IS THIS AN EXPERT REPORT I SEE BEFORE ME? I THINK NOT

In Al Nehayan -v- Kent [2016] EWHC 623 (QB) Mrs Justice Nicola Davies made observations upon “expert” evidence that had been placed before the court.  There were major failures of form as well as of substance.  The judgment contains an important reminder that expert reports must comply with the requirements of PD 35.

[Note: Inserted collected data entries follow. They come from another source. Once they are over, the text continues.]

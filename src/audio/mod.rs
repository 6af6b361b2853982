pub mod decode;
pub mod wav;

use crate::error::{PipelineError, Result};

/// A fully materialized multichannel signal: interleaved f32 frames in
/// [-1.0, 1.0] plus the sample rate. Each pipeline stage takes ownership of
/// the buffer it transforms and hands a new one downstream.
#[derive(Clone, Debug)]
pub struct AudioBuffer {
    /// Interleaved samples, `frames * channels` long.
    pub samples: Vec<f32>,
    pub sample_rate: u32,
    pub channels: usize,
}

impl AudioBuffer {
    pub fn new(samples: Vec<f32>, sample_rate: u32, channels: usize) -> Self {
        AudioBuffer {
            samples,
            sample_rate,
            channels,
        }
    }

    pub fn frames(&self) -> usize {
        if self.channels == 0 {
            0
        } else {
            self.samples.len() / self.channels
        }
    }

    pub fn duration_secs(&self) -> f64 {
        if self.sample_rate == 0 {
            0.0
        } else {
            self.frames() as f64 / self.sample_rate as f64
        }
    }

    pub fn is_empty(&self) -> bool {
        self.samples.is_empty()
    }

    /// Boundary validation: positive sample rate, at least one channel, a
    /// whole number of frames, and every sample finite. An empty buffer is
    /// valid (the pipeline passes it through unchanged).
    pub fn validate(&self) -> Result<()> {
        if self.sample_rate == 0 {
            return Err(PipelineError::InvalidSampleRate(self.sample_rate));
        }
        if self.channels == 0 {
            return Err(PipelineError::InvalidChannelCount(self.channels));
        }
        if self.samples.len() % self.channels != 0 {
            return Err(PipelineError::RaggedBuffer {
                len: self.samples.len(),
                channels: self.channels,
            });
        }
        for (i, &s) in self.samples.iter().enumerate() {
            if !s.is_finite() {
                return Err(PipelineError::NonFiniteSample {
                    frame: i / self.channels,
                    channel: i % self.channels,
                });
            }
        }
        Ok(())
    }

    /// Largest absolute sample value, linear scale.
    pub fn sample_peak(&self) -> f64 {
        self.samples
            .iter()
            .fold(0.0f64, |max, &s| max.max(s.abs() as f64))
    }

    /// Whole-signal RMS across all channels, linear scale.
    pub fn rms(&self) -> f64 {
        if self.samples.is_empty() {
            return 0.0;
        }
        let sum_sq: f64 = self.samples.iter().map(|&s| s as f64 * s as f64).sum();
        (sum_sq / self.samples.len() as f64).sqrt()
    }
}

#[cfg(test)]
mod tests {
    use super::*;

    #[test]
    fn validates_clean_buffer() {
        let buf = AudioBuffer::new(vec![0.1, -0.2, 0.3, -0.4], 48000, 2);
        assert!(buf.validate().is_ok());
        assert_eq!(buf.frames(), 2);
    }

    #[test]
    fn empty_buffer_is_valid() {
        let buf = AudioBuffer::new(vec![], 44100, 1);
        assert!(buf.validate().is_ok());
        assert_eq!(buf.frames(), 0);
        assert_eq!(buf.sample_peak(), 0.0);
        assert_eq!(buf.rms(), 0.0);
    }

    #[test]
    fn rejects_zero_sample_rate() {
        let buf = AudioBuffer::new(vec![0.0], 0, 1);
        assert!(matches!(
            buf.validate(),
            Err(PipelineError::InvalidSampleRate(0))
        ));
    }

    #[test]
    fn rejects_zero_channels() {
        let buf = AudioBuffer::new(vec![], 44100, 0);
        assert!(matches!(
            buf.validate(),
            Err(PipelineError::InvalidChannelCount(0))
        ));
    }

    #[test]
    fn rejects_non_finite_sample_with_location() {
        let buf = AudioBuffer::new(vec![0.0, 0.0, f32::NAN, 0.0], 44100, 2);
        match buf.validate() {
            Err(PipelineError::NonFiniteSample { frame, channel }) => {
                assert_eq!(frame, 1);
                assert_eq!(channel, 0);
            }
            other => panic!("expected NonFiniteSample, got {:?}", other),
        }
    }

    #[test]
    fn rejects_ragged_buffer() {
        let buf = AudioBuffer::new(vec![0.0, 0.0, 0.0], 44100, 2);
        assert!(matches!(
            buf.validate(),
            Err(PipelineError::RaggedBuffer { len: 3, channels: 2 })
        ));
    }

    #[test]
    fn peak_and_rms() {
        let buf = AudioBuffer::new(vec![0.5, -0.8, 0.1, 0.0], 44100, 1);
        assert!((buf.sample_peak() - 0.8).abs() < 1e-9);
        let expected = ((0.25 + 0.64 + 0.01) / 4.0f64).sqrt();
        assert!((buf.rms() - expected).abs() < 1e-6);
    }
}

“Within no report is a statement that the expert a) understands his duty to the court and has complied with that duty and b) is aware of the requirements of Part 35 CPR. The terms of the Practice Direction 35 are mandatory. The reports, if the same can be properly so described, fail to comply with the requirements of Practice Direction 35 … If the court were to admit these reports the weight to be attached to them would be minimal however given the mandatory requirements of the Practice Direction and the failure by those who act on behalf of the claimant to comply with them, these reports are not be admitted in evidence.”

THE CASE

The defendant was applying for security for costs in a case where the claimant was a UAE national, resident in Abu Dhabi and a member of the ruling family.  In support of the application the claimant adduced  expert evidence from a practising lawyer that enforcement of a judgment would be difficult in the UAE.

THE CLAIMANT’S REPORT
  1. In response to the defendant’s expert report the claimant has submitted three reports, the author being Dr Salloum who would appear to work for Salloum and Partners LLC described as legal consultants. In no report is there any identification of Dr Salloum’s qualifications or experience. It is not until the second report that a Statement of Truth is included. Within no report is a statement that the expert a) understands his duty to the court and has complied with that duty and b) is aware of the requirements of Part 35 CPR. The terms of the Practice Direction 35 are mandatory. The reports, if the same can be properly so described, fail to comply with the requirements of Practice Direction 35. The third report, which was received by the court on the morning of the hearing, relies upon self serving newspaper articles published in the UAE to support its contention that the UAE is “consistently ranked amongst the top countries for Rule of Law”. The claimant is represented by counsel and solicitors who will be well aware of the requirements of CPR 35 and its Practice Direction. They have known for some time that the reports do not comply with the Practice Direction and have had ample opportunity to remedy the defects in the reports. If the court were to admit these reports the weight to be attached to them would be minimal however given the mandatory requirements of the Practice Direction and the failure by those who act on behalf of the claimant to comply with them, these reports are not be admitted in evidence.
  2. As to the report from the United Nations the point is made that no Terms of Reference are available, it is also out of date. The document deals primarily with public and criminal law, it does not specifically deal with enforcement in the civil/commercial courts. It does not distinguish between Abu Dhabi and other Emirate states. The focus of the report is upon crime and state security. The court has no means of checking the factual assertions contained in the Report. There is nothing in the report which would assist this court in its assessment of the progress of an enforcement of a costs order in the civil justice system in the UAE.”